Work item —
Copy exactly the lines from the first line of the records below through the line containing "or engine speaks.", including both, and nothing else.

═════ Input data

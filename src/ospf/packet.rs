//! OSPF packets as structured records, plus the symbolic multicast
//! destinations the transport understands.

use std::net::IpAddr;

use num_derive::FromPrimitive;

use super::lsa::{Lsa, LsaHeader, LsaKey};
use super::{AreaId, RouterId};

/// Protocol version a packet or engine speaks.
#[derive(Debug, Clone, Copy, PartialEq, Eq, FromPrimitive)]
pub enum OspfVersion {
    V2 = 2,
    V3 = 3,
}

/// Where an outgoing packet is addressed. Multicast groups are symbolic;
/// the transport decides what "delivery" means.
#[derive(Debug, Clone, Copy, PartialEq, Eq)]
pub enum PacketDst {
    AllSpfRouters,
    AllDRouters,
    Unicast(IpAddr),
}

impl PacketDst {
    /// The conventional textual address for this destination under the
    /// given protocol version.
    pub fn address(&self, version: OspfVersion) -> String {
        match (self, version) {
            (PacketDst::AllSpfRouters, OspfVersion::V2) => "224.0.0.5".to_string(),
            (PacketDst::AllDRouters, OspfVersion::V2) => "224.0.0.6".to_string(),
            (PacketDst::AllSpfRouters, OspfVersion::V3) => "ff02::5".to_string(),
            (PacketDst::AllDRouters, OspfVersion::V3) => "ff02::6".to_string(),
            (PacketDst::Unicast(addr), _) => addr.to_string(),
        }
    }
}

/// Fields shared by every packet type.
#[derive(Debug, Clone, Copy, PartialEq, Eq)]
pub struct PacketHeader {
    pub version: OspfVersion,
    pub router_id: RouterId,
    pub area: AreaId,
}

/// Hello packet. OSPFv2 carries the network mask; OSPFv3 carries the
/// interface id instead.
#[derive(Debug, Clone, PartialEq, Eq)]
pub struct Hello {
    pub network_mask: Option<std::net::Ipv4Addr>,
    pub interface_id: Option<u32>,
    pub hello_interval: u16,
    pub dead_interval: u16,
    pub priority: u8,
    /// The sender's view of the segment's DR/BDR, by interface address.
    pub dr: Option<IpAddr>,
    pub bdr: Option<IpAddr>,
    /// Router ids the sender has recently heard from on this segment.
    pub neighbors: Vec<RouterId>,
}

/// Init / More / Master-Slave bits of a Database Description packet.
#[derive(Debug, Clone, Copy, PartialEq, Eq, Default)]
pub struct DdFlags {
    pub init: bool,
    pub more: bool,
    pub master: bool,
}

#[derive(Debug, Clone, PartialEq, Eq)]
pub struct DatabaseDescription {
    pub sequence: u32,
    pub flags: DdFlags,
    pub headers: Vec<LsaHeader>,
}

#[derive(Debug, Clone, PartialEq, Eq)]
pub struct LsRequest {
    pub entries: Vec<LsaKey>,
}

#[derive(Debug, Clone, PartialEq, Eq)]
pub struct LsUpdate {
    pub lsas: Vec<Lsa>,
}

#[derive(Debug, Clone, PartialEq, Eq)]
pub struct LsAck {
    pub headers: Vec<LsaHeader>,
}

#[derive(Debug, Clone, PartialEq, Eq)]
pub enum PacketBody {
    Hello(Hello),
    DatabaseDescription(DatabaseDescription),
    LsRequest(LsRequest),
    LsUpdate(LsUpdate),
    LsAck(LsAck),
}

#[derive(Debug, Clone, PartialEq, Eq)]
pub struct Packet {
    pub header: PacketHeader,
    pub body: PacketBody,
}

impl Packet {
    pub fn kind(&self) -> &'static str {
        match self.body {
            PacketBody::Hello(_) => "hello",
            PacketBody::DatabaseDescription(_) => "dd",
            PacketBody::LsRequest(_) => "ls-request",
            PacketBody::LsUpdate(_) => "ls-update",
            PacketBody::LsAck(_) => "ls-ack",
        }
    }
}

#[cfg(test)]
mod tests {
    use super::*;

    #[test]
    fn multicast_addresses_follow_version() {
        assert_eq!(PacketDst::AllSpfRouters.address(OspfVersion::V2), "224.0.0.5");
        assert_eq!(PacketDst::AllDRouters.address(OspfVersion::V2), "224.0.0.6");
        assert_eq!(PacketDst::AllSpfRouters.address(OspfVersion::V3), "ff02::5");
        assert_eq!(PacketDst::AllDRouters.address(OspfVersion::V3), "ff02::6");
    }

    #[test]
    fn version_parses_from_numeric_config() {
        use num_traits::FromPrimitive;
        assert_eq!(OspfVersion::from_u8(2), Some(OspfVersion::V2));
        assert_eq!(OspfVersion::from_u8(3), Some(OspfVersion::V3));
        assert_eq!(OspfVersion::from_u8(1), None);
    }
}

══════════

Reply —
filename src/ospf/packet.rs
//! OSPF packets as structured records, plus the symbolic multicast
//! destinations the transport understands.

use std::net::IpAddr;

use num_derive::FromPrimitive;

use super::lsa::{Lsa, LsaHeader, LsaKey};
use super::{AreaId, RouterId};

/// Protocol version a packet or engine speaks.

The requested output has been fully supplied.